Parece-me que o relatório do Grupo de Trabalho se insere na segunda opção.

Primeiro, as medidas propostas enumeram áreas, algumas até à data não identificadas nem exploradas, em que o Governo tem alguma margem (limitada) de actuação: permitiriam libertar alguns recursos, que poderiam ser utilizados para promover o crescimento económico sustentado, promovendo uma pequena melhoria das condições de vida dos portugueses e sobretudo ganhar tempo enquanto não muda a orientação de política da zona euro. Os ganhos das medidas estimados em quase mil e duzentos milhões de euros por ano, a partir de 2023, são pequenos, no contexto do país, mas fariam a diferença no seu desenvolvimento.
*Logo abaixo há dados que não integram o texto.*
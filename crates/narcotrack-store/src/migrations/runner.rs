//! Migration runner
//!
//! Applies migrations with checksums and idempotency. A migration that was
//! already applied is verified against its recorded checksum so edits to
//! shipped SQL are caught instead of silently ignored.

#![allow(clippy::result_large_err)]

use crate::errors::{checksum_mismatch, from_rusqlite, migration_error, Result};
use crate::migrations::checksums::compute_checksum;
use crate::migrations::embedded::get_migrations;
use rusqlite::{Connection, OptionalExtension};

/// Apply all pending migrations to the database
pub fn apply_migrations(conn: &mut Connection) -> Result<()> {
    create_schema_version_table(conn)?;

    for migration in get_migrations() {
        apply_migration(conn, migration.id, migration.sql)?;
    }

    Ok(())
}

/// Create the schema_version table if it doesn't exist
fn create_schema_version_table(conn: &Connection) -> Result<()> {
    conn.execute(
        "CREATE TABLE IF NOT EXISTS schema_version (
            id INTEGER PRIMARY KEY,
            migration_id TEXT NOT NULL UNIQUE,
            applied_at INTEGER NOT NULL,
            checksum TEXT
        )",
        [],
    )
    .map_err(from_rusqlite)?;

    Ok(())
}

/// Apply a single migration if not already applied
fn apply_migration(conn: &mut Connection, migration_id: &str, sql: &str) -> Result<()> {
    let checksum = compute_checksum(sql);

    // Idempotent: verify and skip if already applied
    let recorded: Option<Option<String>> = conn
        .query_row(
            "SELECT checksum FROM schema_version WHERE migration_id = ?",
            [migration_id],
            |row| row.get(0),
        )
        .optional()
        .map_err(from_rusqlite)?;

    if let Some(recorded) = recorded {
        if let Some(recorded) = recorded {
            if recorded != checksum {
                return Err(checksum_mismatch(migration_id, &recorded, &checksum));
            }
        }
        return Ok(());
    }

    tracing::debug!(migration_id, "applying migration");

    let tx = conn.transaction().map_err(from_rusqlite)?;

    tx.execute_batch(sql)
        .map_err(|e| migration_error(migration_id, &e.to_string()))?;

    let now = chrono::Utc::now().timestamp();
    tx.execute(
        "INSERT INTO schema_version (migration_id, applied_at, checksum) VALUES (?, ?, ?)",
        rusqlite::params![migration_id, now, checksum],
    )
    .map_err(from_rusqlite)?;

    tx.commit().map_err(from_rusqlite)?;

    Ok(())
}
Segundo, a reestruturação de dívida proposta, pode parecer pouco ambiciosa para muitos. E de facto seria bom que fosse de maior dimensão. Mas a redução do valor presente da dívida em 39 pontos percentuais do PIB seria praticamente equivalente aos primeiros, mais duros, 15 anos de esforço de consolidação orçamental do Tratado Orçamental, que no cenário base “TINA” obrigariam a saldos primários entre 1,8% e 3,7% do PIB (novamente, não considerando os efeitos do PSPP do BCE).

Os portugueses já viveram 17 anos de estagnação. A vida destes portugueses é esta, não é outra. Essa vida não espera pelo fim da crise e da austeridade durante mais 15 anos. E, por conseguinte, a reestruturação de dívida proposta pelo Grupo de Trabalho, a realizar-se no âmbito de um processo europeu em que se responde ao problema de dívidas excessivas, seria de dimensão suficientemente relevante para fazer a diferença para esta geração de portugueses que já passou por tanto.
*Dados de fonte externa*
use chrono::{DateTime, Utc};
use serde::{Deserialize, Serialize};

use super::unit::Unit;
use crate::errors::{Result, TrackerError, TrackerErrorKind};

/// Lifecycle status of a tracked medication
#[derive(Debug, Clone, Copy, PartialEq, Eq, Serialize, Deserialize)]
#[serde(rename_all = "lowercase")]
pub enum MedicationStatus {
    /// In the active formulary, stock movements expected
    Active,
    /// Temporarily out of the formulary, history retained
    Inactive,
    /// Permanently removed from the formulary
    Discontinued,
}

impl MedicationStatus {
    /// Stable lowercase wire code
    pub fn as_str(&self) -> &'static str {
        match self {
            MedicationStatus::Active => "active",
            MedicationStatus::Inactive => "inactive",
            MedicationStatus::Discontinued => "discontinued",
        }
    }
}

impl std::str::FromStr for MedicationStatus {
    type Err = TrackerError;

    fn from_str(s: &str) -> Result<Self> {
        match s {
            "active" => Ok(MedicationStatus::Active),
            "inactive" => Ok(MedicationStatus::Inactive),
            "discontinued" => Ok(MedicationStatus::Discontinued),
            other => Err(TrackerError::new(TrackerErrorKind::InvalidInput).with_message(format!(
                "unknown medication status '{}', expected active, inactive, or discontinued",
                other
            ))),
        }
    }
}

impl std::fmt::Display for MedicationStatus {
    fn fmt(&self, f: &mut std::fmt::Formatter<'_>) -> std::fmt::Result {
        f.write_str(self.as_str())
    }
}

/// A controlled substance tracked by the agency
///
/// The medication row describes the container the agency stocks (e.g.
/// fentanyl, 100 mcg in a 2 ml vial). On-hand stock is never stored here;
/// it is always the signed sum of the medication's adjustments.
#[derive(Debug, Clone, PartialEq, Serialize, Deserialize)]
pub struct Medication {
    /// Unique lowercase code identifying the medication (e.g. "fentanyl")
    pub code: String,

    /// Human-readable display name
    pub name: String,

    /// Active substance per container, in canonical micrograms
    pub container_amount_mcg: i64,

    /// Unit used when displaying amounts of this medication
    pub preferred_unit: Unit,

    /// Container fill volume in milliliters
    pub fill_volume_ml: f64,

    /// Lifecycle status
    pub status: MedicationStatus,

    /// Timestamp when this medication was registered
    pub created_at: DateTime<Utc>,

    /// Timestamp when this medication was last updated
    pub updated_at: DateTime<Utc>,
}

impl Medication {
    /// Create a new active medication with current timestamps
    pub fn new(
        code: String,
        name: String,
        container_amount_mcg: i64,
        preferred_unit: Unit,
        fill_volume_ml: f64,
    ) -> Self {
        let now = Utc::now();
        Self {
            code,
            name,
            container_amount_mcg,
            preferred_unit,
            fill_volume_ml,
            status: MedicationStatus::Active,
            created_at: now,
            updated_at: now,
        }
    }

    /// Concentration of the container in mcg per ml
    pub fn concentration_mcg_per_ml(&self) -> f64 {
        self.container_amount_mcg as f64 / self.fill_volume_ml
    }

    /// Check if stock movements are expected for this medication
    pub fn is_active(&self) -> bool {
        self.status == MedicationStatus::Active
    }
}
Como dizem os alemães, “weniger ist mehr”. É muito melhor prometer menos, mas cumprir, do que prometer o mundo e falhar redondamente … perante os portugueses. E por essa razão, estamos obrigados a olhar o problema da dívida de frente!

Comentários

  1. Excelente trabalho e síntese. Esperemos que o seu cenário possa ter acolhimento externo – quantificar e detalhar claramente os números facilita discussões e compreensão.

    De facto seria uma injustiça incompreensível que a próxima geração de portugueses tivesse de arcar com toda a irresponsabilidade dos bandalhos que levaram o país para esta situação insustentável, e que – desaforo da canalhice – nem foram julgados como são aqueles que hoje beneficiam do sistema que lhes garante privilégios que nunca ninguém teve – nem terá.

  2. Notas:
    (1) Saldo Primário = Receitas Efectivas – Despesas Primárias(exclui Juros).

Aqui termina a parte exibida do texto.